Instructions to follow
In the entries that follow, find the line containing "assert_eq!(array.chunks().len(), 4);"; from there, copy every line exactly through the line containing "pub struct RaftMemberInfo".

START Source data

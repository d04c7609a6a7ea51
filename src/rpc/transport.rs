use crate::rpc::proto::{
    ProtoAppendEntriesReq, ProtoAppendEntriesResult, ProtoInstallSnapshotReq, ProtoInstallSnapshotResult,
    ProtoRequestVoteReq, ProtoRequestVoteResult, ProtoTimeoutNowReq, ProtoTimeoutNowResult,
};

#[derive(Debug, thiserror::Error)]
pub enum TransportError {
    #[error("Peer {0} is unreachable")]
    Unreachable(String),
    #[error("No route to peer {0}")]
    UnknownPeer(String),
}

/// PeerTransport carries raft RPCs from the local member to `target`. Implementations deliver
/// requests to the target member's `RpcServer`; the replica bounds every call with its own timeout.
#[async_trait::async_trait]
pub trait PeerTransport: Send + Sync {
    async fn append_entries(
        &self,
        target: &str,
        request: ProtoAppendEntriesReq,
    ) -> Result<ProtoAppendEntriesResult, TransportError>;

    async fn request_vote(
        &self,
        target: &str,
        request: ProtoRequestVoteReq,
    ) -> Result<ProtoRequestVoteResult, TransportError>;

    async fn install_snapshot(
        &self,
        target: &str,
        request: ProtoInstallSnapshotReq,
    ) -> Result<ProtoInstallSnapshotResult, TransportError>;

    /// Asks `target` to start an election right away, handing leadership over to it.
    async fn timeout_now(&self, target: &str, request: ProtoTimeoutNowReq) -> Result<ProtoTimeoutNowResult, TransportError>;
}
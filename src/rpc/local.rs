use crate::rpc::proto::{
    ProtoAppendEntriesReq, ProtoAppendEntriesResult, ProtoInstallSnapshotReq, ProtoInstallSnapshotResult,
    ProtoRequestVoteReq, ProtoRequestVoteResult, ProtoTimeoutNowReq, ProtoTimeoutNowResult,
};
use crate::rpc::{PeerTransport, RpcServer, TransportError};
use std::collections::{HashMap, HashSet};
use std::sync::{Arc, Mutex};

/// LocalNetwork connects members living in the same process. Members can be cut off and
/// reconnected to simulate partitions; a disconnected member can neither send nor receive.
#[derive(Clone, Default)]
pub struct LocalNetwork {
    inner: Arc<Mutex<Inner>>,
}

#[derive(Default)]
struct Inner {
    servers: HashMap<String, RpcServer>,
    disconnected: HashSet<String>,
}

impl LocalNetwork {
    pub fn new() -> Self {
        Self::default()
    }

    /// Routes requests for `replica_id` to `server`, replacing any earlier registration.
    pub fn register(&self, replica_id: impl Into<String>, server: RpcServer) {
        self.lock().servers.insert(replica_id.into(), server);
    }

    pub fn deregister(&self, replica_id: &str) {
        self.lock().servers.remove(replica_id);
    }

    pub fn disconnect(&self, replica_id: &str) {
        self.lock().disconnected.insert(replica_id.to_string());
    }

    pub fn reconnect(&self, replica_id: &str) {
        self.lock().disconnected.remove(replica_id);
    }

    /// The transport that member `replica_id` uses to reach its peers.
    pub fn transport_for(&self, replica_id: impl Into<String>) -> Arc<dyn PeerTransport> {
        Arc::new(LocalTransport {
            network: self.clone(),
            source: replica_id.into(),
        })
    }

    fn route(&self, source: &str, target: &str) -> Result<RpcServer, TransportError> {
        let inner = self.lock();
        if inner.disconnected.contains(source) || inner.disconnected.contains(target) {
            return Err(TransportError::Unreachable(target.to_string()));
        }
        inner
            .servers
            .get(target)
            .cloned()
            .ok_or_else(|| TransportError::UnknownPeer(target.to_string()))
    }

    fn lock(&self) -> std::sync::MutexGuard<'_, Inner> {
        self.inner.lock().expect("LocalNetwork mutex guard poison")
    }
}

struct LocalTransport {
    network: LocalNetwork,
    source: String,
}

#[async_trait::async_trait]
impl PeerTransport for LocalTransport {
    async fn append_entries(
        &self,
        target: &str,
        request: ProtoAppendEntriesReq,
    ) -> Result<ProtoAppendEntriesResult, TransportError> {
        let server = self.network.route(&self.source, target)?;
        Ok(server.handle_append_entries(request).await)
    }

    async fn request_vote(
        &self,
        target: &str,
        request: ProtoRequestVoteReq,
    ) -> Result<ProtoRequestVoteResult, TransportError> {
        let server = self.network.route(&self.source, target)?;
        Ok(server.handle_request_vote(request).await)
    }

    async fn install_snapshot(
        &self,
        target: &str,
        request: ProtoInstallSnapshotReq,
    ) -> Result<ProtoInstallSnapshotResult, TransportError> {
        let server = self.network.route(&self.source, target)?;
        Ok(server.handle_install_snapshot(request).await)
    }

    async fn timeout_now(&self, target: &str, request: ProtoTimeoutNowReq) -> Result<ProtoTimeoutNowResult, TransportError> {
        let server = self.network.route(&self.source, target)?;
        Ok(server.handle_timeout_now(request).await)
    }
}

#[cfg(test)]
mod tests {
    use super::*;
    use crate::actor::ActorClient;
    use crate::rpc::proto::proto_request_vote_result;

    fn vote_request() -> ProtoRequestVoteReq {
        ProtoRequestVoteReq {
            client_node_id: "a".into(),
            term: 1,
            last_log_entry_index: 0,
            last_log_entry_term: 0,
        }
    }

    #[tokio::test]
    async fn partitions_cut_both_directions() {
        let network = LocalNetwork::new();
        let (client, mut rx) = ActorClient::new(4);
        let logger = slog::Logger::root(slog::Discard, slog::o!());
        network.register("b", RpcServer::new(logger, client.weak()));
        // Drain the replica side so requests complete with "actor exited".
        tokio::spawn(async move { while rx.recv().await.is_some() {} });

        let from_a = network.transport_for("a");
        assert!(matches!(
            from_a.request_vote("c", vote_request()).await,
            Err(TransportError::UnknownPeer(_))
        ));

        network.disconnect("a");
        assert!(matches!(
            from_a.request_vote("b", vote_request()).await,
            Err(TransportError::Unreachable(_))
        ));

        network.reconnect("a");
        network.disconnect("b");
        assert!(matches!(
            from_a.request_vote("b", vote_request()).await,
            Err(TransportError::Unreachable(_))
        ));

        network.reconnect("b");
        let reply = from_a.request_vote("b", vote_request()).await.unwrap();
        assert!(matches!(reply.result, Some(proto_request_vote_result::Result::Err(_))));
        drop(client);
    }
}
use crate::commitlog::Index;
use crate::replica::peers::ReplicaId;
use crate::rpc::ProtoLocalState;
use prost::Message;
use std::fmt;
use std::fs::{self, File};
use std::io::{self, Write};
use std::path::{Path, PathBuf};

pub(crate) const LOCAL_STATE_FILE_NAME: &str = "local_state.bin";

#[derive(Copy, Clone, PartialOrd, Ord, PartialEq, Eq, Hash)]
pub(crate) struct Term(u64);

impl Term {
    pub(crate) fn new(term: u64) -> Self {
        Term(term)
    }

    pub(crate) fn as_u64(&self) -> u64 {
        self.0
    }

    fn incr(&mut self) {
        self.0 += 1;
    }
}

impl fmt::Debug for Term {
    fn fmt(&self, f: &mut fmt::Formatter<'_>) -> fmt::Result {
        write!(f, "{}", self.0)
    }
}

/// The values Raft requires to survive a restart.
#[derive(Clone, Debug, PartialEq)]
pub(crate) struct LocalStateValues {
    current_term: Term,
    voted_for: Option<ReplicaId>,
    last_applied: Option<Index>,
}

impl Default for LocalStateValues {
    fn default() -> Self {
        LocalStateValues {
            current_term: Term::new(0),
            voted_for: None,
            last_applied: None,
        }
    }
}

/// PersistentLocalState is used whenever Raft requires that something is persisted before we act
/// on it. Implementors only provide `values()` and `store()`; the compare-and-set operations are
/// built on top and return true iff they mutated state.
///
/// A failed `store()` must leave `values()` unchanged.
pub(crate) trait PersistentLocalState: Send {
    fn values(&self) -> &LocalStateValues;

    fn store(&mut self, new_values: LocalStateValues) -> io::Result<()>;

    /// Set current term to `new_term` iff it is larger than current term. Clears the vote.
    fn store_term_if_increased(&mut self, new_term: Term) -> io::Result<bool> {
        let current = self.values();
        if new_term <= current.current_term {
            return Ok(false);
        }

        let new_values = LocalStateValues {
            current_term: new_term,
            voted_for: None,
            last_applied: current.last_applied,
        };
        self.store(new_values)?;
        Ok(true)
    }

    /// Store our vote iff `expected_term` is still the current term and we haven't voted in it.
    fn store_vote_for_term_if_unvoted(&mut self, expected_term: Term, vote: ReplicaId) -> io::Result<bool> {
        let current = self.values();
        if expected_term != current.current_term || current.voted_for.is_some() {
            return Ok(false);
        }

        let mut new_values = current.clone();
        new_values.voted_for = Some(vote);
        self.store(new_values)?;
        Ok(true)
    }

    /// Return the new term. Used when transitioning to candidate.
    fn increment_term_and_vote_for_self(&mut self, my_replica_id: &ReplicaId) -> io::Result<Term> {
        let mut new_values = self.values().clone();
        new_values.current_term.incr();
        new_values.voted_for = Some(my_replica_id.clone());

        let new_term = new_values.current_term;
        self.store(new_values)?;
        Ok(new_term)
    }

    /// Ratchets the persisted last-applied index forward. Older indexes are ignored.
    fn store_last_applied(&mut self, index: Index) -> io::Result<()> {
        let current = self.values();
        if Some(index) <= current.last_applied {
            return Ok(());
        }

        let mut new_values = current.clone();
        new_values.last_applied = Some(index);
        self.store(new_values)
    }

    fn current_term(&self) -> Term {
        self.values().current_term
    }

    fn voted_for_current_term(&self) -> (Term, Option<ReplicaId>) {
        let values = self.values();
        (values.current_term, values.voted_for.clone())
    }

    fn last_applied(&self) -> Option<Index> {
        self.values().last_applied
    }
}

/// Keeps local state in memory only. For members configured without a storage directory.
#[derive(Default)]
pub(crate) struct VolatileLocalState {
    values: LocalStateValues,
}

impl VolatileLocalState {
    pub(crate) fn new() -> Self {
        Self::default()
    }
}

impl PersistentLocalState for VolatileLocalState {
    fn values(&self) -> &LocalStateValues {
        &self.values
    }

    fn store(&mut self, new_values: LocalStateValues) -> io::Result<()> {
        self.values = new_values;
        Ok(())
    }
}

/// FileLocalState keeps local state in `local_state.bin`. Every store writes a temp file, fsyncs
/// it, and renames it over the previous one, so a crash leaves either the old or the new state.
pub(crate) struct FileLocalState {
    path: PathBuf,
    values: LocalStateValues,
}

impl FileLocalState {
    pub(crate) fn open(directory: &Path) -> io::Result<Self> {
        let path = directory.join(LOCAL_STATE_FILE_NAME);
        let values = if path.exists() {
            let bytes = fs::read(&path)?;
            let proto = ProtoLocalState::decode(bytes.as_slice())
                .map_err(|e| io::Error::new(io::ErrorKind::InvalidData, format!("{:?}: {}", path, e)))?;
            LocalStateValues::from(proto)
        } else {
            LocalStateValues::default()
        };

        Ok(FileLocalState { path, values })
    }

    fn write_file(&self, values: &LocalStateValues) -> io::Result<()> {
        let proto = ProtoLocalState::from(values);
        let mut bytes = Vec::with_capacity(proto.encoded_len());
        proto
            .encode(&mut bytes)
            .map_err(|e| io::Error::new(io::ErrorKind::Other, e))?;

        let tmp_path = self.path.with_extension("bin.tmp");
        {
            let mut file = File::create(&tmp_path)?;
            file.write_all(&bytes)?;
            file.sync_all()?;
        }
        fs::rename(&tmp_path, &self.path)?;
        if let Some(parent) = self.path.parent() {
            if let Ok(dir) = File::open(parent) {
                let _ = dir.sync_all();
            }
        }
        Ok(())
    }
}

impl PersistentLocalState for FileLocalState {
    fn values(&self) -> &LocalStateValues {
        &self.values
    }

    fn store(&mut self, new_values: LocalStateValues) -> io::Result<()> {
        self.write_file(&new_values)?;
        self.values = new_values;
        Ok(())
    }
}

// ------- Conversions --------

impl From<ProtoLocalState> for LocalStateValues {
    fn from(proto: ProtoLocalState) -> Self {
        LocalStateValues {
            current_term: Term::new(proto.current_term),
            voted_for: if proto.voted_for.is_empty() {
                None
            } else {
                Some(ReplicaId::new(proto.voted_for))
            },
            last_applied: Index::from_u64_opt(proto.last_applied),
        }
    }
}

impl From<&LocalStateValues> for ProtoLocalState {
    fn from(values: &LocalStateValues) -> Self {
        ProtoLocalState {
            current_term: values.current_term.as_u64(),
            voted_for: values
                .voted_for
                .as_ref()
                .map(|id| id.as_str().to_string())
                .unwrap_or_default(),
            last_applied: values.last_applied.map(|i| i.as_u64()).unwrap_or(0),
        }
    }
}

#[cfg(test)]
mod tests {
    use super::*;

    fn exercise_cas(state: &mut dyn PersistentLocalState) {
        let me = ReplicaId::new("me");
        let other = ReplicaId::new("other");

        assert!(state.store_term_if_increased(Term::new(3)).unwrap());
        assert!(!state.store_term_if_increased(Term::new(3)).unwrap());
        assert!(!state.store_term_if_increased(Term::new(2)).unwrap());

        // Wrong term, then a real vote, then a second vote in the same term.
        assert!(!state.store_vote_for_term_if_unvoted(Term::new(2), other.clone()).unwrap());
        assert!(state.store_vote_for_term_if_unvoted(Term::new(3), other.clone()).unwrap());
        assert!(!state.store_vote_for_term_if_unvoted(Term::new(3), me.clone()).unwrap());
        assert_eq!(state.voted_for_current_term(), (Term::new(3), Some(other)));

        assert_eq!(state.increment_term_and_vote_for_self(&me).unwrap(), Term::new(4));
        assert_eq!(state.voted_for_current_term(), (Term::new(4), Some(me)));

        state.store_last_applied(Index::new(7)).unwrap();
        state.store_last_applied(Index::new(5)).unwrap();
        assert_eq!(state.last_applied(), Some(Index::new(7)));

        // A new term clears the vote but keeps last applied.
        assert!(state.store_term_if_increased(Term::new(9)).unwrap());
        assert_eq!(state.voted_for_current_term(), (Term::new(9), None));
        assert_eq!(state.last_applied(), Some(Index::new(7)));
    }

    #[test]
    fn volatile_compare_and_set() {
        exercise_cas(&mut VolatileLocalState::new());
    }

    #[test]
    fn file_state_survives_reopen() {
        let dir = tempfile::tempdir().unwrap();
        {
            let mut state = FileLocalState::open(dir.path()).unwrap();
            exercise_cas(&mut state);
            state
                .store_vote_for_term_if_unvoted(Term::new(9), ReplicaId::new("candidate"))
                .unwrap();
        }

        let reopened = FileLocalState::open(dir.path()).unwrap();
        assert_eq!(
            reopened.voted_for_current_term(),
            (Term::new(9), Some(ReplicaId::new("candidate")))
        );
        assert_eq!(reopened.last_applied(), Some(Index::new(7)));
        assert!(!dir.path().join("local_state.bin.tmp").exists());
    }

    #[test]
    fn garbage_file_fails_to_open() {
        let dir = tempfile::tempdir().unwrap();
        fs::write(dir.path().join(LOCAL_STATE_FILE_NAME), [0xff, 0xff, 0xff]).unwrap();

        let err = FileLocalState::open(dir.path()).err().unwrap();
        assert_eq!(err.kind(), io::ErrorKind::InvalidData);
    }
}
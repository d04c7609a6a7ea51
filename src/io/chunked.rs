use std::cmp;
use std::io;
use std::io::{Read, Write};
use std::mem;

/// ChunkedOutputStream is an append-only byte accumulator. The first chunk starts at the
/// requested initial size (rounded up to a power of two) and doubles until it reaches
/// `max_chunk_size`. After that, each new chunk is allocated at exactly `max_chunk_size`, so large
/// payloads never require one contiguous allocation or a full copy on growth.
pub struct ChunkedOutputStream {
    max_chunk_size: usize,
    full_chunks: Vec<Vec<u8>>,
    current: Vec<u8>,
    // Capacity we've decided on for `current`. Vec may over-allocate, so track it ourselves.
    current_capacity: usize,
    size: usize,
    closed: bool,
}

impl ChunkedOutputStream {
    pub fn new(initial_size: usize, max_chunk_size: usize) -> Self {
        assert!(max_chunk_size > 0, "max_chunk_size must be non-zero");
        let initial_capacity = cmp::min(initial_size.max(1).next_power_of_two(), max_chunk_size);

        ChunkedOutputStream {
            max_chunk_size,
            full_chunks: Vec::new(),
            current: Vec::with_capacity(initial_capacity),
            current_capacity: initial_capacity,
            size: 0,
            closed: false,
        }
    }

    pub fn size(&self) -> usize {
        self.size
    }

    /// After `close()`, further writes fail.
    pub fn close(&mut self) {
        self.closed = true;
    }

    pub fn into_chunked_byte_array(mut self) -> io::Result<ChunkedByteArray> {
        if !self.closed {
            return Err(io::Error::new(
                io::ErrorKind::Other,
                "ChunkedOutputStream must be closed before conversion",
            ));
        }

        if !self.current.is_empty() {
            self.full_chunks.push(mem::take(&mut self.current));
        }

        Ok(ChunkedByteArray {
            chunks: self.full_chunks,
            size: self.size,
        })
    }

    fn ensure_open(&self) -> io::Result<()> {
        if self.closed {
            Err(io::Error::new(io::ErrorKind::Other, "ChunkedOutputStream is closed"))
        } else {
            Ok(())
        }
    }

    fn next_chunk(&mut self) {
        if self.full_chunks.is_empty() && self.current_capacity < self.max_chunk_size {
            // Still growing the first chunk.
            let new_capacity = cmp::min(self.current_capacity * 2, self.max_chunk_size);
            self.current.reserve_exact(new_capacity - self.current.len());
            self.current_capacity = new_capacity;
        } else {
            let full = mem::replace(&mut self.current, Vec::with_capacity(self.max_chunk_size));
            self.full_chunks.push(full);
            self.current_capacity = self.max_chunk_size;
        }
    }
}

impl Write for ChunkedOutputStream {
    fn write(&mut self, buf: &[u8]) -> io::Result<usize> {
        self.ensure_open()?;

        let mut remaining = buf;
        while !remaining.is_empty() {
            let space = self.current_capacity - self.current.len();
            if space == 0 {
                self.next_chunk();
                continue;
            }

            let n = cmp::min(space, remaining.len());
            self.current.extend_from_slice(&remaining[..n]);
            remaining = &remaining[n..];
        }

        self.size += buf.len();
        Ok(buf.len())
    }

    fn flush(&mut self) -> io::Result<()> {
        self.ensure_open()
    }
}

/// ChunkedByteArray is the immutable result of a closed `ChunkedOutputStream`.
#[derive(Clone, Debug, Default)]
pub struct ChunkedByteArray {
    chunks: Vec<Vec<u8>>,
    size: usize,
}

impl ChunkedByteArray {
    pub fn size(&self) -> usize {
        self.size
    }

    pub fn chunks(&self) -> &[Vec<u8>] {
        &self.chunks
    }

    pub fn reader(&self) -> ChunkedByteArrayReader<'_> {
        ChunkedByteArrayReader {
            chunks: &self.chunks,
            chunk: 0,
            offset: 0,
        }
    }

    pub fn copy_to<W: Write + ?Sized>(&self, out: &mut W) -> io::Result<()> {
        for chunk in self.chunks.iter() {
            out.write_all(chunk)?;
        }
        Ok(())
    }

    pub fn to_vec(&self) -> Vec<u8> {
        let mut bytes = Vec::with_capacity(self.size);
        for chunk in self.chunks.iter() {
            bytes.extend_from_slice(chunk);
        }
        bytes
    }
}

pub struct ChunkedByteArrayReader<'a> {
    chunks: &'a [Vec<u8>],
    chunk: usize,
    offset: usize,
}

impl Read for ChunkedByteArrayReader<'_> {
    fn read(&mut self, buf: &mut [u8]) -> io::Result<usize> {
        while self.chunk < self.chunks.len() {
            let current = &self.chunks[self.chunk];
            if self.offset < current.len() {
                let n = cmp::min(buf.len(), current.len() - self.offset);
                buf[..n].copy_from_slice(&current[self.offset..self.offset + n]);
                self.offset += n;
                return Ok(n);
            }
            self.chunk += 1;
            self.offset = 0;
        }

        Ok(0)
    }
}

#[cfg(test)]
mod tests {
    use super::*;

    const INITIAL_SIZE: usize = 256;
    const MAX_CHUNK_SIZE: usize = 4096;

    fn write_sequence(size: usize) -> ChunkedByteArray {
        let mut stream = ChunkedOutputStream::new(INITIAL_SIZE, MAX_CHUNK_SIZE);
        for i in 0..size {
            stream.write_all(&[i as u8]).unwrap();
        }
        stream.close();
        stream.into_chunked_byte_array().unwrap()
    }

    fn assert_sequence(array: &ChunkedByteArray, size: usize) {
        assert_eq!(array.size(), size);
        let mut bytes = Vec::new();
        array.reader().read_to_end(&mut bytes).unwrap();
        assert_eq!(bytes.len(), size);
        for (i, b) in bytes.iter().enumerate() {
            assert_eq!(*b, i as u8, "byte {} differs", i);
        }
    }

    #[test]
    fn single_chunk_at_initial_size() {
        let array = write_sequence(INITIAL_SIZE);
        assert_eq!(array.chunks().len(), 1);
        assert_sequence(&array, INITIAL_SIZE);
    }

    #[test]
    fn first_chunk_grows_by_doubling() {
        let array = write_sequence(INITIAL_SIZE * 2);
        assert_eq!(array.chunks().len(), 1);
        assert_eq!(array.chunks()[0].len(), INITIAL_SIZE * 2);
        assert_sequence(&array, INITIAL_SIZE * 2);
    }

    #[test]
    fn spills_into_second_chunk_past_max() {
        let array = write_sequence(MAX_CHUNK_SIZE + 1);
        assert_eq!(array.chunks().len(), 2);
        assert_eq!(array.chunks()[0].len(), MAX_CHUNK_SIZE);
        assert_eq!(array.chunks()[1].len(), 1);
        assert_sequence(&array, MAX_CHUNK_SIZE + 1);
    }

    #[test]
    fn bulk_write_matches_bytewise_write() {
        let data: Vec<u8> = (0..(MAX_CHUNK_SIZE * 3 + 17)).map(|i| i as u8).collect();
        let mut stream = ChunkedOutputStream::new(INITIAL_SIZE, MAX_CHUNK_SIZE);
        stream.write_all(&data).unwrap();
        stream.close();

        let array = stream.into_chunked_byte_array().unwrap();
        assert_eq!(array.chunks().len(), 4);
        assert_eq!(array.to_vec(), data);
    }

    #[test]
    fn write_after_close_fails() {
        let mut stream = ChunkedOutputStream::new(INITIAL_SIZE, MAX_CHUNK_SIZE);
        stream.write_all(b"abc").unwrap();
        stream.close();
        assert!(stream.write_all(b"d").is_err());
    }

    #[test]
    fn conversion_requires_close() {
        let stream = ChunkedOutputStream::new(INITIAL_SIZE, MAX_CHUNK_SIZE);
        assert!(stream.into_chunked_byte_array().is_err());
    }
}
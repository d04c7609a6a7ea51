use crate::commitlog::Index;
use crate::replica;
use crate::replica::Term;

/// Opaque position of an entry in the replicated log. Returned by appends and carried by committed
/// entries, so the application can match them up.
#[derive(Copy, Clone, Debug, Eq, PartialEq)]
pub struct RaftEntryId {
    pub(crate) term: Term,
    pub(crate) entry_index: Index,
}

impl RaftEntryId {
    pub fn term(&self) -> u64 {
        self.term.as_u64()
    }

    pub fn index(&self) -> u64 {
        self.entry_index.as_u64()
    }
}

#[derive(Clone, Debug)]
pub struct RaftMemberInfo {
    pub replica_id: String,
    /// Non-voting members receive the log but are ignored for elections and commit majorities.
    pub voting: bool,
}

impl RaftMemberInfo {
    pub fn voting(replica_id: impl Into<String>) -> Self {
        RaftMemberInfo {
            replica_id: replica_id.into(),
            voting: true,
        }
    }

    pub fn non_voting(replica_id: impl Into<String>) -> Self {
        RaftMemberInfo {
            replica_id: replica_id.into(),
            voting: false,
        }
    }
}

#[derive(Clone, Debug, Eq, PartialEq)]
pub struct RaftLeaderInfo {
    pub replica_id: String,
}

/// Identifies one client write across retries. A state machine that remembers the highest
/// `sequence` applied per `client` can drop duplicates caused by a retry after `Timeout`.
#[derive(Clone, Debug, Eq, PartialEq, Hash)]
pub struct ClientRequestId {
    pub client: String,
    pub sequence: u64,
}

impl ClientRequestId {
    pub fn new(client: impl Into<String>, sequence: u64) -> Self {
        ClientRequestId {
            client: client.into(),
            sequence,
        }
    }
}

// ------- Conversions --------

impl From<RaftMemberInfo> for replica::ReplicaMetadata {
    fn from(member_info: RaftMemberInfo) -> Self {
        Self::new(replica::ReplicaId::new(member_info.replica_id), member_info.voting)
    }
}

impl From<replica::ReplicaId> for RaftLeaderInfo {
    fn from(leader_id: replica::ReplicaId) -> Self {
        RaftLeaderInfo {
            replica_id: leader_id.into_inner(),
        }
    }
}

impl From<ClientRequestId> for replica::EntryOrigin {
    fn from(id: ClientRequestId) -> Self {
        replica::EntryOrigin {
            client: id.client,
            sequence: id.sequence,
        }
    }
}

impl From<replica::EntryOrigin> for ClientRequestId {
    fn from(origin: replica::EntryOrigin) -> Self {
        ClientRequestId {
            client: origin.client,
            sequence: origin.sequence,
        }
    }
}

END Source data

Response for this exercise
        assert_eq!(array.chunks().len(), 4);
        assert_eq!(array.to_vec(), data);
    }

    #[test]
    fn write_after_close_fails() {
        let mut stream = ChunkedOutputStream::new(INITIAL_SIZE, MAX_CHUNK_SIZE);
        stream.write_all(b"abc").unwrap();
        stream.close();
        assert!(stream.write_all(b"d").is_err());
    }

    #[test]
    fn conversion_requires_close() {
        let stream = ChunkedOutputStream::new(INITIAL_SIZE, MAX_CHUNK_SIZE);
        assert!(stream.into_chunked_byte_array().is_err());
    }
}
repository d04c7609a6a7ea51
use crate::commitlog::Index;
use crate::replica;
use crate::replica::Term;

/// Opaque position of an entry in the replicated log. Returned by appends and carried by committed
/// entries, so the application can match them up.
#[derive(Copy, Clone, Debug, Eq, PartialEq)]
pub struct RaftEntryId {
    pub(crate) term: Term,
    pub(crate) entry_index: Index,
}

impl RaftEntryId {
    pub fn term(&self) -> u64 {
        self.term.as_u64()
    }

    pub fn index(&self) -> u64 {
        self.entry_index.as_u64()
    }
}

#[derive(Clone, Debug)]
pub struct RaftMemberInfo {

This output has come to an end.